§ **Your goal**
Look through the records below, and copy out every line that holds the string "OFFLINE".

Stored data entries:
--*--
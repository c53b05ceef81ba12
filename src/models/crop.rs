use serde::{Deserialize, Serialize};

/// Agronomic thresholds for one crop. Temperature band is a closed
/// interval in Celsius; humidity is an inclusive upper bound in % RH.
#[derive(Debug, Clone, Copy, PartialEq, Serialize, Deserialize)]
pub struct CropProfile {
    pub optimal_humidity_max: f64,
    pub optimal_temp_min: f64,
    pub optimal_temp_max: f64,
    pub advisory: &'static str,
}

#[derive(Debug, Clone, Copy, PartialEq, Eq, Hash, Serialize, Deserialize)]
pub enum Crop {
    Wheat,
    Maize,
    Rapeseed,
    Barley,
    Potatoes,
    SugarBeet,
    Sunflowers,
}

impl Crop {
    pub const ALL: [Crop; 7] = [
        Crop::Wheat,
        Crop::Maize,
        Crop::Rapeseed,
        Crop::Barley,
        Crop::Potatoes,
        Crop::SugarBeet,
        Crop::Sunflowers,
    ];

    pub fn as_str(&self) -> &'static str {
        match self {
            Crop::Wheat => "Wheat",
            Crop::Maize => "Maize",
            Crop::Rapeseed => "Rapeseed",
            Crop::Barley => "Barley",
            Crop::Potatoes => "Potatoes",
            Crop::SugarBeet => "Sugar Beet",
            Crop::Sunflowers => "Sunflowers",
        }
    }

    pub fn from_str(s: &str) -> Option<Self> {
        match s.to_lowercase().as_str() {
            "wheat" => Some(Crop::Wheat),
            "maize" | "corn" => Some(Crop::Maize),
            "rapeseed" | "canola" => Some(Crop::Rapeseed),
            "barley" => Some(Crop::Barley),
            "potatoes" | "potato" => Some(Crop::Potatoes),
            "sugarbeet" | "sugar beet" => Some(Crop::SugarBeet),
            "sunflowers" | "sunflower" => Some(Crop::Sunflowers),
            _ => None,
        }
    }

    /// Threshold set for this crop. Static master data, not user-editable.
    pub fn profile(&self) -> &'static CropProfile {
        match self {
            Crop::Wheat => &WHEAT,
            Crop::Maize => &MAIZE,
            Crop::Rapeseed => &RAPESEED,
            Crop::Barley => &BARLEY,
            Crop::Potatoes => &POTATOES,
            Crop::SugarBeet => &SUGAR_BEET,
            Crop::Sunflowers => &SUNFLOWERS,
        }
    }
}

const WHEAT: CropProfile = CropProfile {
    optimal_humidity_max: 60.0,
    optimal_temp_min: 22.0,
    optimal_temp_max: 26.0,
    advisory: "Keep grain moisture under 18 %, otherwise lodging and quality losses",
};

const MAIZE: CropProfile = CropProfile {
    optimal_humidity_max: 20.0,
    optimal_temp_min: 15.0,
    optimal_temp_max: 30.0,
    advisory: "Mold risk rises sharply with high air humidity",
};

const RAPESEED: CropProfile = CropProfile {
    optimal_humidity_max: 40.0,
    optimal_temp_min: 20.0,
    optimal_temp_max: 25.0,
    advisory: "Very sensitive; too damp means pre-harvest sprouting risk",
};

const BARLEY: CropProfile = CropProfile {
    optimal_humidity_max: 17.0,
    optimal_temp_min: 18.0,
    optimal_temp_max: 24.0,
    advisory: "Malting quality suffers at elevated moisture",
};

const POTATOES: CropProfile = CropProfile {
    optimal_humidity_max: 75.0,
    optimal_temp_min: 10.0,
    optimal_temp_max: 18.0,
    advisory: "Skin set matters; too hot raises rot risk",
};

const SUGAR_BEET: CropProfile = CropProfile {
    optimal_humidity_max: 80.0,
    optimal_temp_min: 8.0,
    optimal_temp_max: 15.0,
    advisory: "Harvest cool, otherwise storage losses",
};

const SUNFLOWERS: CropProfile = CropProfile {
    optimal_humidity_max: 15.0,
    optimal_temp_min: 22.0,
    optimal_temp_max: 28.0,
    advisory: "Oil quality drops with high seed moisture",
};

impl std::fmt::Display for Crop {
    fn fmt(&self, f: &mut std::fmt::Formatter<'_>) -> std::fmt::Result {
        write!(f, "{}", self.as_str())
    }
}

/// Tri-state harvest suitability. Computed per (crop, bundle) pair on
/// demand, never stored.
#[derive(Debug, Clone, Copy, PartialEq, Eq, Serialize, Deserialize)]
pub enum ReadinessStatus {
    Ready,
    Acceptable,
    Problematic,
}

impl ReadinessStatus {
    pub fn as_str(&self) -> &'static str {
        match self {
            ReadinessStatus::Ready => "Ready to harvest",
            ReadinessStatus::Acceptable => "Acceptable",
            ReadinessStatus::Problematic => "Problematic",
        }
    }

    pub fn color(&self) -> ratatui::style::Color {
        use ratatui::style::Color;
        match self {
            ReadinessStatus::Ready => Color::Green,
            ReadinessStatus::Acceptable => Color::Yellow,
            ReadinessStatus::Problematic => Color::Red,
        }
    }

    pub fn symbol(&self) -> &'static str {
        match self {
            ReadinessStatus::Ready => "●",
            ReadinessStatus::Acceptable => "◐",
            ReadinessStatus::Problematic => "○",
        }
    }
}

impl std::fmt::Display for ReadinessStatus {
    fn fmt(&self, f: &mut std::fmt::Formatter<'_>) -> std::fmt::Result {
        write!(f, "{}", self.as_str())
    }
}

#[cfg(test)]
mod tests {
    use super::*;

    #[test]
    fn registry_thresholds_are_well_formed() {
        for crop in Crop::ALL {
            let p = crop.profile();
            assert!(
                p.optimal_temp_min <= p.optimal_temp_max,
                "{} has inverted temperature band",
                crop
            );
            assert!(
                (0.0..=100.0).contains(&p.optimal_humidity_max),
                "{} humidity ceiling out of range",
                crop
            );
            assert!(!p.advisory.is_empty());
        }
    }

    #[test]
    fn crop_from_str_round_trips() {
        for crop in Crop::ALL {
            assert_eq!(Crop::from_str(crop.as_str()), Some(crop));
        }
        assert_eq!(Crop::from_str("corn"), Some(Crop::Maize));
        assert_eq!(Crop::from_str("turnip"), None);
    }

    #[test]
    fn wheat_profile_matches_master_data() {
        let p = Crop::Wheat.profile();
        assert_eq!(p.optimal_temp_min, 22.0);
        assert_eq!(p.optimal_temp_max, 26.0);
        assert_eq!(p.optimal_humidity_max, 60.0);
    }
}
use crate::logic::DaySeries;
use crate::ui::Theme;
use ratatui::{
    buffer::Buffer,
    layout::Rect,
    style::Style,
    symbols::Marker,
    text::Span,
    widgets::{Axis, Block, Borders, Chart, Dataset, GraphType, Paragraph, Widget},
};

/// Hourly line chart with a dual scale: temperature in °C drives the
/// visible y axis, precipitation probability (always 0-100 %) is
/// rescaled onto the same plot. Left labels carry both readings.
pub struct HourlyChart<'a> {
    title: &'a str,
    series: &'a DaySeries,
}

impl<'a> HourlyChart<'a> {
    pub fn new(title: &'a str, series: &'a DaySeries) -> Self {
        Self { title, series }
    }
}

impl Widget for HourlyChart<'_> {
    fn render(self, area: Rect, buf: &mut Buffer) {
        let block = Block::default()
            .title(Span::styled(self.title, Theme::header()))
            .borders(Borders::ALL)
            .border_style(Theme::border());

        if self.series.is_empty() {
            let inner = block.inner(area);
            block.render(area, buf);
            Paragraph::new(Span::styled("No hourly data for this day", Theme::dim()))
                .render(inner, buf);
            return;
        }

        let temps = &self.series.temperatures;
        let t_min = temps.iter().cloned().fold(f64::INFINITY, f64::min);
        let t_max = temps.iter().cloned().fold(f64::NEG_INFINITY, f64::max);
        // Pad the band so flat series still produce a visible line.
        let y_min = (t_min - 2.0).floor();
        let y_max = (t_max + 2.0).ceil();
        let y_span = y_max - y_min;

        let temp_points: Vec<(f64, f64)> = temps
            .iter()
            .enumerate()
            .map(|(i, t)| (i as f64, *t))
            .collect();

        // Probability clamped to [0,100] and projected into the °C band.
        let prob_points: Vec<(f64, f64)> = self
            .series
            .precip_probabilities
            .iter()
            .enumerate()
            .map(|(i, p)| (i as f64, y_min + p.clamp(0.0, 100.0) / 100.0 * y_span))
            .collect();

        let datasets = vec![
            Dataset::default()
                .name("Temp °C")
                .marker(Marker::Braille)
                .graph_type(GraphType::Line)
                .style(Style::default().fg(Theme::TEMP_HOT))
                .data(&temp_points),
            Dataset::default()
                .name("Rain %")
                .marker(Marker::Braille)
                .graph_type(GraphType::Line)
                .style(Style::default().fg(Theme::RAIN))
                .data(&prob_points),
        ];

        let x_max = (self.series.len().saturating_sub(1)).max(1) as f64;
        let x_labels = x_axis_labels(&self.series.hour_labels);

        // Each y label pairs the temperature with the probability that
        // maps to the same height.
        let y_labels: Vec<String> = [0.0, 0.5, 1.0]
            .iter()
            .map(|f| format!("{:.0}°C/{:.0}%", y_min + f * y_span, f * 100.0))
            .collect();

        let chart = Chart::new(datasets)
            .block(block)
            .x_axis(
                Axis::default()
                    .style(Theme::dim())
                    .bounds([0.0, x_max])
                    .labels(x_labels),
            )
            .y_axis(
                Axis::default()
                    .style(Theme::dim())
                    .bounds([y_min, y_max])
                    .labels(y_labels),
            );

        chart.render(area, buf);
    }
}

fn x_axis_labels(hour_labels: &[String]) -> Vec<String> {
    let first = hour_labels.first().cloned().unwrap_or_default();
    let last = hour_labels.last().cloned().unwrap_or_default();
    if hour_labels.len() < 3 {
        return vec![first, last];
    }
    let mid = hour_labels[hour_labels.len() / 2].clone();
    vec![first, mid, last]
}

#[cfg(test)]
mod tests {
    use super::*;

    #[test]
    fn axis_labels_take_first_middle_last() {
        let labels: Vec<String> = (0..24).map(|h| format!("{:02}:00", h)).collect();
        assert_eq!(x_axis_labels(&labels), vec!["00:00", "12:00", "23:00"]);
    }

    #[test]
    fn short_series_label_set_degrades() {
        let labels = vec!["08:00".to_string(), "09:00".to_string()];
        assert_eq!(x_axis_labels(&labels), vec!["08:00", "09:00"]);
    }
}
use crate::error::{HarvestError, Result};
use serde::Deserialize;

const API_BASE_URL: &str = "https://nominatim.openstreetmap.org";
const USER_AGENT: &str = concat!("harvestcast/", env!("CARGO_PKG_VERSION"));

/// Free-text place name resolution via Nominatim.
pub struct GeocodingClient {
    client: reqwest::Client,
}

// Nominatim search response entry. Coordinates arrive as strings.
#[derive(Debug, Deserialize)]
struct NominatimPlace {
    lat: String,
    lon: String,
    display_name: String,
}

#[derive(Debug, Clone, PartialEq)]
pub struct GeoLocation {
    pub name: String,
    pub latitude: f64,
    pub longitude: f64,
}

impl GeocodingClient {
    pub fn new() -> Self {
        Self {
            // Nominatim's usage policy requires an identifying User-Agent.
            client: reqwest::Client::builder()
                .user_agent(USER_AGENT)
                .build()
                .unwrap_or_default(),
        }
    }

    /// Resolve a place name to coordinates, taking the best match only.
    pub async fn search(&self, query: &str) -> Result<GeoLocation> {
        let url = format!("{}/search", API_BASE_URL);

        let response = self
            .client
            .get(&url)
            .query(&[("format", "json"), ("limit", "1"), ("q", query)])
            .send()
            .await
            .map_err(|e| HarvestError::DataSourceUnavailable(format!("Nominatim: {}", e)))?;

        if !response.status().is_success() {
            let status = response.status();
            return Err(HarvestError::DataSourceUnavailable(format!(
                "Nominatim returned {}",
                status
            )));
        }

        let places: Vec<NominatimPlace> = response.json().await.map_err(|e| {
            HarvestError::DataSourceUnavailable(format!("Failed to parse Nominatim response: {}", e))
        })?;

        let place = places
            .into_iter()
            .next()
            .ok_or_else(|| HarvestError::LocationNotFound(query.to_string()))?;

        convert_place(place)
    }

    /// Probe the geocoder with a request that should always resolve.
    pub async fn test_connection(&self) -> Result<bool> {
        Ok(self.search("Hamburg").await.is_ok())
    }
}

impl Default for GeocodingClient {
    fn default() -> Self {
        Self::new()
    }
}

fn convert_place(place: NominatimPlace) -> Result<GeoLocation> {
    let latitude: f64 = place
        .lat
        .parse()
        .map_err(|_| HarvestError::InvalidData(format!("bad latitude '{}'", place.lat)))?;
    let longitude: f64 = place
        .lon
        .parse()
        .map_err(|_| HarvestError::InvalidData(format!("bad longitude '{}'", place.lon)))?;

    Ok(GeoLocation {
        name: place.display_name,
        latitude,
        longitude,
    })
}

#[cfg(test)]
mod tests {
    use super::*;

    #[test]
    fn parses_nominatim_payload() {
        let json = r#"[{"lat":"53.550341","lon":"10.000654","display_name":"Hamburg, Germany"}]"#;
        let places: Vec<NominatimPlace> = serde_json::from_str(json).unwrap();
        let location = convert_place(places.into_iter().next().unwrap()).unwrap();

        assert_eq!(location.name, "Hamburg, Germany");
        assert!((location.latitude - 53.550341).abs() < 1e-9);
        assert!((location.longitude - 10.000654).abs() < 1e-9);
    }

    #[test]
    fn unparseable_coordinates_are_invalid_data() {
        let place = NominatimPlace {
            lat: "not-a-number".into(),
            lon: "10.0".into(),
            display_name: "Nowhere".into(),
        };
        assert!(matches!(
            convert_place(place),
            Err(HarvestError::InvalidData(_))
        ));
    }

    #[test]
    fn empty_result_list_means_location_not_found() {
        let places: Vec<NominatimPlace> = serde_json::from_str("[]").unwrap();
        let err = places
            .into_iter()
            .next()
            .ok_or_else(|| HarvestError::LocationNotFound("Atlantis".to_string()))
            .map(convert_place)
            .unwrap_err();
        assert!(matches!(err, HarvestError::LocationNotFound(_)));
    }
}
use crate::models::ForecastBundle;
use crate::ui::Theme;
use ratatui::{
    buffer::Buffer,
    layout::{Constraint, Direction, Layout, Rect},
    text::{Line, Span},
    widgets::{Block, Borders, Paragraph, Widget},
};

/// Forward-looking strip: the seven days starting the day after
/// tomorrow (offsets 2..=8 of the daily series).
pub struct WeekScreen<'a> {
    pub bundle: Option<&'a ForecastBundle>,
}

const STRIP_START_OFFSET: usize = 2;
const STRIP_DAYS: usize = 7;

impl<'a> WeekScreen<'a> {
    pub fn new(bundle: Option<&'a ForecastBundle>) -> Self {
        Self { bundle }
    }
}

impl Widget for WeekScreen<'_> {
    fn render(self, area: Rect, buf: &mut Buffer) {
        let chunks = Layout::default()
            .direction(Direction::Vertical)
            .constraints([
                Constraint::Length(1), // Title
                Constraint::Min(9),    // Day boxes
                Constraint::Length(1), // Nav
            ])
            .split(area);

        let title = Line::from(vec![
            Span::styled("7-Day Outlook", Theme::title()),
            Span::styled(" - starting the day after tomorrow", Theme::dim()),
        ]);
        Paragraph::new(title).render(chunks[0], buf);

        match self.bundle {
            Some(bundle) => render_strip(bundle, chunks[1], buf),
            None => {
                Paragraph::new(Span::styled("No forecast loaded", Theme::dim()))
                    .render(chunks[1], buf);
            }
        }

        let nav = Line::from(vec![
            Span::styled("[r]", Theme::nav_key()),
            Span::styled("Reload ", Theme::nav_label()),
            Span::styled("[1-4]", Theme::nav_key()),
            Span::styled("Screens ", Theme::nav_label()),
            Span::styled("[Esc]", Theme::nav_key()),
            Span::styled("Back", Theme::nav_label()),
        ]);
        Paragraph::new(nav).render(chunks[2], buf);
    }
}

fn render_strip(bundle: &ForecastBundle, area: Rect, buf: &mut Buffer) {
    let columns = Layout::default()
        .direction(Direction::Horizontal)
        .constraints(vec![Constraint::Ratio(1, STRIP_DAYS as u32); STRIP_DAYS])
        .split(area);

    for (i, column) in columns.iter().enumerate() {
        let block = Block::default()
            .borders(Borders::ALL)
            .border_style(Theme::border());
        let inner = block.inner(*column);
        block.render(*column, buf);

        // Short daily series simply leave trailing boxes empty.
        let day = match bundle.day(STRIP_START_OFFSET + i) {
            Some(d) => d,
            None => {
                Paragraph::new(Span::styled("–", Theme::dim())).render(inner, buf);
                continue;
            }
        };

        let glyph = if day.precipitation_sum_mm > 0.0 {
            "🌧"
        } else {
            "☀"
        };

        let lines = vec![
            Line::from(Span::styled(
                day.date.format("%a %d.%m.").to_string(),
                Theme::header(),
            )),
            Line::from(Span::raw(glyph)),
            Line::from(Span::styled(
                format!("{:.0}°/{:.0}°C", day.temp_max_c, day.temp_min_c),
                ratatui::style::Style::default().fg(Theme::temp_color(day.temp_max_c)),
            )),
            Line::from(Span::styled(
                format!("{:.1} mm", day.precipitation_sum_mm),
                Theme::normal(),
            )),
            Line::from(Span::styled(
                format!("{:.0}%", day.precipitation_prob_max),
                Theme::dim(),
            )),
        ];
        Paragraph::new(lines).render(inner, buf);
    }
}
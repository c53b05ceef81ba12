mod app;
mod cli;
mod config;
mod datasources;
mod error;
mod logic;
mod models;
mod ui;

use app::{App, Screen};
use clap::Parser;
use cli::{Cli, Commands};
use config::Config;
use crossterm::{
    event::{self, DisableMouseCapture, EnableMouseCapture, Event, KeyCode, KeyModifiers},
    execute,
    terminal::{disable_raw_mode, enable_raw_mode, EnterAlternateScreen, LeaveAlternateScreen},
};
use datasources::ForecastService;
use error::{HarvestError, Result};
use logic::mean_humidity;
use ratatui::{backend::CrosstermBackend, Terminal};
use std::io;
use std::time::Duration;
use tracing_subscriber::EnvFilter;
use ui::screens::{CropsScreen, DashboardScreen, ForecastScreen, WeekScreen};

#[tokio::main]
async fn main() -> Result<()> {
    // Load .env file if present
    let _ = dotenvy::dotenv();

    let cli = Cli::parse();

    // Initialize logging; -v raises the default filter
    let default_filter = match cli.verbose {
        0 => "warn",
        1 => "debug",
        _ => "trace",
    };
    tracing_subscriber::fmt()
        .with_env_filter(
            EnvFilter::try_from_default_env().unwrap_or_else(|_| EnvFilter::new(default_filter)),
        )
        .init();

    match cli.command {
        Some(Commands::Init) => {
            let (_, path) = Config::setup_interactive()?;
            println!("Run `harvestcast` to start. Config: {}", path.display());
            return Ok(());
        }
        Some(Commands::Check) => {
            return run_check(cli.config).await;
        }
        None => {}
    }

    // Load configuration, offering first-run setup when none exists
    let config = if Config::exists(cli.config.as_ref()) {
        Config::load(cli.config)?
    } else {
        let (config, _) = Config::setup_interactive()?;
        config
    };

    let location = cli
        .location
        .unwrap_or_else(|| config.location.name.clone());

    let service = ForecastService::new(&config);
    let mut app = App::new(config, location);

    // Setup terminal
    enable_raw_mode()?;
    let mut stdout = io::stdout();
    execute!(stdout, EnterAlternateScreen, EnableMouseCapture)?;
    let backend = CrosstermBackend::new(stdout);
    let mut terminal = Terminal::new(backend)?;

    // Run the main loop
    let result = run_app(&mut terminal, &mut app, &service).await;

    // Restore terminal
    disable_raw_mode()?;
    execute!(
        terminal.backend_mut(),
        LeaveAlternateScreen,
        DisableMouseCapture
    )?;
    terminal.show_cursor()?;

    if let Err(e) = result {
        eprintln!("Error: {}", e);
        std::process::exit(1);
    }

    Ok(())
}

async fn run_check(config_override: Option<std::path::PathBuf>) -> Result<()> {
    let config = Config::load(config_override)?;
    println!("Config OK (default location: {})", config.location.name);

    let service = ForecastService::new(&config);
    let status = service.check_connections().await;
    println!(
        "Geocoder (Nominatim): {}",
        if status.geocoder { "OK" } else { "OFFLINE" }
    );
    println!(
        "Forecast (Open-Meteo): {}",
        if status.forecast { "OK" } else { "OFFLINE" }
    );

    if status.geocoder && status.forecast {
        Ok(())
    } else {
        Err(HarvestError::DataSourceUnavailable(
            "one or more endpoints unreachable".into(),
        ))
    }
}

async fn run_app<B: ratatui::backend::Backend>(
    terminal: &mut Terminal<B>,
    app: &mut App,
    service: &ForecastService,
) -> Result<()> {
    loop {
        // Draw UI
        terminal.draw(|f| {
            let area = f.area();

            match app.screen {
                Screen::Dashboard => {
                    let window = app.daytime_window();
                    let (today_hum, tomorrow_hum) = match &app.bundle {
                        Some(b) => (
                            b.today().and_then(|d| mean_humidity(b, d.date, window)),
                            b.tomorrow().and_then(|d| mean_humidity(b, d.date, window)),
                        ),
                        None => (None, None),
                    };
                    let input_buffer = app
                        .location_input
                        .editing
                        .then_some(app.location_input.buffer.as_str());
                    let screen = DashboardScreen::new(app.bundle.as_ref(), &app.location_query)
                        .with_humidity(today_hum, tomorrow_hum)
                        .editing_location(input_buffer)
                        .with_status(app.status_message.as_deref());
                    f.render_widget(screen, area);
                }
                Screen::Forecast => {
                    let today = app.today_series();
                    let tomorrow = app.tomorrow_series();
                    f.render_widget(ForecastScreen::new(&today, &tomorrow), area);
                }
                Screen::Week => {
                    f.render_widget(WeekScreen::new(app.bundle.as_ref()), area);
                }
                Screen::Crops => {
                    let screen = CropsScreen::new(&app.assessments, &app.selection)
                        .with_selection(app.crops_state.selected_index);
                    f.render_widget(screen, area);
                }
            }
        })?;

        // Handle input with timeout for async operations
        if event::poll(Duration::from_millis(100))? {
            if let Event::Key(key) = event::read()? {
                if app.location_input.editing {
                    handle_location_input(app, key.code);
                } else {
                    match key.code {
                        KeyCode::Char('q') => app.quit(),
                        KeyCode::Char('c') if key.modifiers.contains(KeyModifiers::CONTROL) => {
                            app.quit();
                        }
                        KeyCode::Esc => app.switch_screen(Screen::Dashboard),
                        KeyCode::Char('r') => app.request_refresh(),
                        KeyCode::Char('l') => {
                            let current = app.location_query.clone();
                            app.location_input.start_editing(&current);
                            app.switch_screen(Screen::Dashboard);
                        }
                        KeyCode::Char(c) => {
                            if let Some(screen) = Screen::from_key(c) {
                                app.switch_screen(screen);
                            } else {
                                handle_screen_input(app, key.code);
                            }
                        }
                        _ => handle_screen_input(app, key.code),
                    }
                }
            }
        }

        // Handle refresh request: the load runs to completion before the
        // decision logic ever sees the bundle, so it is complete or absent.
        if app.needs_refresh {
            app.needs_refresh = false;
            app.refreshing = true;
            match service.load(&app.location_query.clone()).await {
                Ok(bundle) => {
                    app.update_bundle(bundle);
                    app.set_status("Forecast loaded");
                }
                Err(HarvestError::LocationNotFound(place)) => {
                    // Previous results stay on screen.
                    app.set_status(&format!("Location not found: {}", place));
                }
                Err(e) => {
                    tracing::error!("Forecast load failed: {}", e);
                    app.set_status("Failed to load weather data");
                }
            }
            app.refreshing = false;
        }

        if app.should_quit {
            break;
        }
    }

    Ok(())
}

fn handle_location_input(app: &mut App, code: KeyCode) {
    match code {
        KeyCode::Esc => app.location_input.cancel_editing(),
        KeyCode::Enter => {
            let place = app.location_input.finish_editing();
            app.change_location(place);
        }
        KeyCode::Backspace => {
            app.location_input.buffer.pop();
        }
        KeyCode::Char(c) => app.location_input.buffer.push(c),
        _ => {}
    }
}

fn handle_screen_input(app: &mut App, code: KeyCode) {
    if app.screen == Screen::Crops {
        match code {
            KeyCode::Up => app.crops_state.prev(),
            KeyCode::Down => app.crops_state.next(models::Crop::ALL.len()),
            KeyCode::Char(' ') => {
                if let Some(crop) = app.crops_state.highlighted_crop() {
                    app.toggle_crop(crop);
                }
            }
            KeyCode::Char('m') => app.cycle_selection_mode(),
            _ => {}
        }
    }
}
--*--
§ **Answer space**
        if status.geocoder { "OK" } else { "OFFLINE" }
        if status.forecast { "OK" } else { "OFFLINE" }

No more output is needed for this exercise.